Transcribe the entries, keeping every character the same.

[Collected data]
=== Begin Enclosure ===
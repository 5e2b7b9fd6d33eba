//! Configuration for feedchart.
//!
//! Every setting has a built-in default, so the dashboard runs without a
//! config file. An optional YAML file (`~/.feedchart/config.yaml`, or the
//! path given with `--config`) overrides the defaults, and command line flags
//! override the file.
//!
//! ```yaml
//! feed:
//!   endpoint: ws://192.168.1.102:8080
//!   reconnect_delay_ms: 2000
//!   channel_buffer: 256
//! dashboard:
//!   tick_ms: 1000
//!   bar_width: 9
//!   bar_gap: 2
//! logging:
//!   dir: /var/log/feedchart
//! ```

use std::path::{Path, PathBuf};
use std::time::Duration;

use feedchart_core::{FeedChartError, Result};
use serde::Deserialize;
use tracing::debug;

/// Endpoint of the counting device on the shop-floor network.
pub const DEFAULT_ENDPOINT: &str = "ws://192.168.1.102:8080";

/// Fixed wait between a disconnect and the next connection attempt.
pub const DEFAULT_RECONNECT_DELAY_MS: u64 = 2000;

/// Bounds accepted for the reconnect delay.
pub const MIN_RECONNECT_DELAY_MS: u64 = 100;
pub const MAX_RECONNECT_DELAY_MS: u64 = 60_000;

/// Default config file path (`~/.feedchart/config.yaml`).
pub fn default_config_path() -> Option<PathBuf> {
    std::env::var_os("HOME").map(|home| PathBuf::from(home).join(".feedchart").join("config.yaml"))
}

/// Top-level configuration.
#[derive(Debug, Clone, Default, Deserialize, PartialEq)]
pub struct Config {
    /// Data feed connection settings
    #[serde(default)]
    pub feed: FeedConfig,

    /// Dashboard rendering settings
    #[serde(default)]
    pub dashboard: DashboardConfig,

    /// Logging settings
    #[serde(default)]
    pub logging: LoggingConfig,
}

/// Data feed connection settings.
#[derive(Debug, Clone, Deserialize, PartialEq)]
pub struct FeedConfig {
    /// WebSocket URL of the data source.
    #[serde(default = "default_endpoint")]
    pub endpoint: String,

    /// Delay before reconnecting after a disconnect, in milliseconds.
    #[serde(default = "default_reconnect_delay")]
    pub reconnect_delay_ms: u64,

    /// Capacity of the listener to dashboard event channel.
    #[serde(default = "default_channel_buffer")]
    pub channel_buffer: usize,
}

impl Default for FeedConfig {
    fn default() -> Self {
        Self {
            endpoint: default_endpoint(),
            reconnect_delay_ms: default_reconnect_delay(),
            channel_buffer: default_channel_buffer(),
        }
    }
}

impl FeedConfig {
    pub fn reconnect_delay(&self) -> Duration {
        Duration::from_millis(self.reconnect_delay_ms)
    }
}

fn default_endpoint() -> String {
    DEFAULT_ENDPOINT.to_string()
}

fn default_reconnect_delay() -> u64 {
    DEFAULT_RECONNECT_DELAY_MS
}

fn default_channel_buffer() -> usize {
    256
}

/// Dashboard rendering settings.
#[derive(Debug, Clone, Deserialize, PartialEq)]
pub struct DashboardConfig {
    /// Clock/status refresh interval in milliseconds.
    #[serde(default = "default_tick")]
    pub tick_ms: u64,

    /// Width of each bar in terminal cells.
    #[serde(default = "default_bar_width")]
    pub bar_width: u16,

    /// Gap between bars in terminal cells.
    #[serde(default = "default_bar_gap")]
    pub bar_gap: u16,
}

impl Default for DashboardConfig {
    fn default() -> Self {
        Self {
            tick_ms: default_tick(),
            bar_width: default_bar_width(),
            bar_gap: default_bar_gap(),
        }
    }
}

impl DashboardConfig {
    pub fn tick(&self) -> Duration {
        Duration::from_millis(self.tick_ms)
    }
}

fn default_tick() -> u64 {
    1000
}

fn default_bar_width() -> u16 {
    9
}

fn default_bar_gap() -> u16 {
    2
}

/// Logging settings.
#[derive(Debug, Clone, Default, Deserialize, PartialEq)]
pub struct LoggingConfig {
    /// Log directory (defaults to `~/.feedchart/logs/`).
    #[serde(default)]
    pub dir: Option<PathBuf>,
}

/// Values given on the command line. `None` means "not given".
#[derive(Debug, Clone, Default)]
pub struct Overrides {
    pub endpoint: Option<String>,
    pub reconnect_delay_ms: Option<u64>,
    pub log_dir: Option<PathBuf>,
}

impl Config {
    /// Load configuration.
    ///
    /// With an explicit path the file must exist. Without one, the default
    /// path is used if present and built-in defaults otherwise.
    pub fn load(explicit: Option<&Path>) -> Result<Self> {
        match explicit {
            Some(path) => Self::load_from(path),
            None => match default_config_path() {
                Some(path) if path.exists() => Self::load_from(&path),
                _ => {
                    debug!("no config file, using defaults");
                    Ok(Self::default())
                }
            },
        }
    }

    /// Load configuration from a specific path.
    pub fn load_from(path: &Path) -> Result<Self> {
        let content = std::fs::read_to_string(path).map_err(|e| {
            if e.kind() == std::io::ErrorKind::NotFound {
                FeedChartError::config_not_found_with_source(path, e)
            } else {
                FeedChartError::io("reading config", path, e)
            }
        })?;
        let config = Self::parse(&content).map_err(|message| FeedChartError::ConfigInvalid {
            path: path.to_path_buf(),
            message,
        })?;
        debug!(path = %path.display(), "loaded config file");
        Ok(config)
    }

    /// Parse configuration from a YAML string.
    pub fn parse(content: &str) -> std::result::Result<Self, String> {
        if content.trim().is_empty() {
            return Ok(Self::default());
        }
        serde_yaml::from_str::<Config>(content).map_err(|e| e.to_string())
    }

    /// Apply command line overrides on top of file values.
    pub fn with_overrides(mut self, overrides: Overrides) -> Self {
        if let Some(endpoint) = overrides.endpoint {
            self.feed.endpoint = endpoint;
        }
        if let Some(delay) = overrides.reconnect_delay_ms {
            self.feed.reconnect_delay_ms = delay;
        }
        if let Some(dir) = overrides.log_dir {
            self.logging.dir = Some(dir);
        }
        self
    }

    /// Validate the configuration.
    pub fn validate(&self) -> Result<()> {
        let endpoint = self.feed.endpoint.trim();
        if !(endpoint.starts_with("ws://") || endpoint.starts_with("wss://")) {
            return Err(FeedChartError::config_validation(format!(
                "feed.endpoint must start with ws:// or wss://, got '{}'",
                self.feed.endpoint
            )));
        }

        let delay = self.feed.reconnect_delay_ms;
        if !(MIN_RECONNECT_DELAY_MS..=MAX_RECONNECT_DELAY_MS).contains(&delay) {
            return Err(FeedChartError::config_validation(format!(
                "feed.reconnect_delay_ms must be between {MIN_RECONNECT_DELAY_MS} and {MAX_RECONNECT_DELAY_MS}, got {delay}"
            )));
        }

        if self.feed.channel_buffer == 0 {
            return Err(FeedChartError::config_validation(
                "feed.channel_buffer must be greater than 0",
            ));
        }

        if self.dashboard.tick_ms == 0 {
            return Err(FeedChartError::config_validation(
                "dashboard.tick_ms must be greater than 0",
            ));
        }

        if self.dashboard.bar_width == 0 {
            return Err(FeedChartError::config_validation(
                "dashboard.bar_width must be at least 1",
            ));
        }

        Ok(())
    }
}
=== End Enclosure ===
• Answer to this exercise:
repository 5e2b7b9fd6d33eba
//! Configuration for feedchart.
//!
//! Every setting has a built-in default, so the dashboard runs without a
//! config file. An optional YAML file (`~/.feedchart/config.yaml`, or the
//! path given with `--config`) overrides the defaults, and command line flags
//! override the file.
//!
//! ```yaml
//! feed:
//!   endpoint: ws://192.168.1.102:8080
//!   reconnect_delay_ms: 2000
//!   channel_buffer: 256
//! dashboard:
//!   tick_ms: 1000
//!   bar_width: 9
//!   bar_gap: 2
//! logging:
//!   dir: /var/log/feedchart
//! ```

use std::path::{Path, PathBuf};
use std::time::Duration;

use feedchart_core::{FeedChartError, Result};
use serde::Deserialize;
use tracing::debug;

/// Endpoint of the counting device on the shop-floor network.
pub const DEFAULT_ENDPOINT: &str = "ws://192.168.1.102:8080";

/// Fixed wait between a disconnect and the next connection attempt.
pub const DEFAULT_RECONNECT_DELAY_MS: u64 = 2000;

/// Bounds accepted for the reconnect delay.
pub const MIN_RECONNECT_DELAY_MS: u64 = 100;
pub const MAX_RECONNECT_DELAY_MS: u64 = 60_000;

/// Default config file path (`~/.feedchart/config.yaml`).
pub fn default_config_path() -> Option<PathBuf> {
    std::env::var_os("HOME").map(|home| PathBuf::from(home).join(".feedchart").join("config.yaml"))
}

/// Top-level configuration.
#[derive(Debug, Clone, Default, Deserialize, PartialEq)]
pub struct Config {
    /// Data feed connection settings
    #[serde(default)]
    pub feed: FeedConfig,

    /// Dashboard rendering settings
    #[serde(default)]
    pub dashboard: DashboardConfig,

    /// Logging settings
    #[serde(default)]
    pub logging: LoggingConfig,
}

/// Data feed connection settings.
#[derive(Debug, Clone, Deserialize, PartialEq)]
pub struct FeedConfig {
    /// WebSocket URL of the data source.
    #[serde(default = "default_endpoint")]
    pub endpoint: String,

    /// Delay before reconnecting after a disconnect, in milliseconds.
    #[serde(default = "default_reconnect_delay")]
    pub reconnect_delay_ms: u64,

    /// Capacity of the listener to dashboard event channel.
    #[serde(default = "default_channel_buffer")]
    pub channel_buffer: usize,
}

impl Default for FeedConfig {
    fn default() -> Self {
        Self {
            endpoint: default_endpoint(),
            reconnect_delay_ms: default_reconnect_delay(),
            channel_buffer: default_channel_buffer(),
        }
    }
}

impl FeedConfig {
    pub fn reconnect_delay(&self) -> Duration {
        Duration::from_millis(self.reconnect_delay_ms)
    }
}

fn default_endpoint() -> String {
    DEFAULT_ENDPOINT.to_string()
}

fn default_reconnect_delay() -> u64 {
    DEFAULT_RECONNECT_DELAY_MS
}

fn default_channel_buffer() -> usize {
    256
}

/// Dashboard rendering settings.
#[derive(Debug, Clone, Deserialize, PartialEq)]
pub struct DashboardConfig {
    /// Clock/status refresh interval in milliseconds.
    #[serde(default = "default_tick")]
    pub tick_ms: u64,

    /// Width of each bar in terminal cells.
    #[serde(default = "default_bar_width")]
    pub bar_width: u16,

    /// Gap between bars in terminal cells.
    #[serde(default = "default_bar_gap")]
    pub bar_gap: u16,
}

impl Default for DashboardConfig {
    fn default() -> Self {
        Self {
            tick_ms: default_tick(),
            bar_width: default_bar_width(),
            bar_gap: default_bar_gap(),
        }
    }
}

impl DashboardConfig {
    pub fn tick(&self) -> Duration {
        Duration::from_millis(self.tick_ms)
    }
}

fn default_tick() -> u64 {
    1000
}

fn default_bar_width() -> u16 {
    9
}

fn default_bar_gap() -> u16 {
    2
}

/// Logging settings.
#[derive(Debug, Clone, Default, Deserialize, PartialEq)]
pub struct LoggingConfig {
    /// Log directory (defaults to `~/.feedchart/logs/`).
    #[serde(default)]
    pub dir: Option<PathBuf>,
}

/// Values given on the command line. `None` means "not given".
#[derive(Debug, Clone, Default)]
pub struct Overrides {
    pub endpoint: Option<String>,
    pub reconnect_delay_ms: Option<u64>,
    pub log_dir: Option<PathBuf>,
}

impl Config {
    /// Load configuration.
    ///
    /// With an explicit path the file must exist. Without one, the default
    /// path is used if present and built-in defaults otherwise.
    pub fn load(explicit: Option<&Path>) -> Result<Self> {
        match explicit {
            Some(path) => Self::load_from(path),
            None => match default_config_path() {
                Some(path) if path.exists() => Self::load_from(&path),
                _ => {
                    debug!("no config file, using defaults");
                    Ok(Self::default())
                }
            },
        }
    }

    /// Load configuration from a specific path.
    pub fn load_from(path: &Path) -> Result<Self> {
        let content = std::fs::read_to_string(path).map_err(|e| {
            if e.kind() == std::io::ErrorKind::NotFound {
                FeedChartError::config_not_found_with_source(path, e)
            } else {
                FeedChartError::io("reading config", path, e)
            }
        })?;
        let config = Self::parse(&content).map_err(|message| FeedChartError::ConfigInvalid {
            path: path.to_path_buf(),
            message,
        })?;
        debug!(path = %path.display(), "loaded config file");
        Ok(config)
    }

    /// Parse configuration from a YAML string.
    pub fn parse(content: &str) -> std::result::Result<Self, String> {
        if content.trim().is_empty() {
            return Ok(Self::default());
        }
        serde_yaml::from_str::<Config>(content).map_err(|e| e.to_string())
    }

    /// Apply command line overrides on top of file values.
    pub fn with_overrides(mut self, overrides: Overrides) -> Self {
        if let Some(endpoint) = overrides.endpoint {
            self.feed.endpoint = endpoint;
        }
        if let Some(delay) = overrides.reconnect_delay_ms {
            self.feed.reconnect_delay_ms = delay;
        }
        if let Some(dir) = overrides.log_dir {
            self.logging.dir = Some(dir);
        }
        self
    }

    /// Validate the configuration.
    pub fn validate(&self) -> Result<()> {
        let endpoint = self.feed.endpoint.trim();
        if !(endpoint.starts_with("ws://") || endpoint.starts_with("wss://")) {
            return Err(FeedChartError::config_validation(format!(
                "feed.endpoint must start with ws:// or wss://, got '{}'",
                self.feed.endpoint
            )));
        }

        let delay = self.feed.reconnect_delay_ms;
        if !(MIN_RECONNECT_DELAY_MS..=MAX_RECONNECT_DELAY_MS).contains(&delay) {
            return Err(FeedChartError::config_validation(format!(
                "feed.reconnect_delay_ms must be between {MIN_RECONNECT_DELAY_MS} and {MAX_RECONNECT_DELAY_MS}, got {delay}"
            )));
        }

        if self.feed.channel_buffer == 0 {
            return Err(FeedChartError::config_validation(
                "feed.channel_buffer must be greater than 0",
            ));
        }

        if self.dashboard.tick_ms == 0 {
            return Err(FeedChartError::config_validation(
                "dashboard.tick_ms must be greater than 0",
            ));
        }

        if self.dashboard.bar_width == 0 {
            return Err(FeedChartError::config_validation(
                "dashboard.bar_width must be at least 1",
            ));
        }

        Ok(())
    }
}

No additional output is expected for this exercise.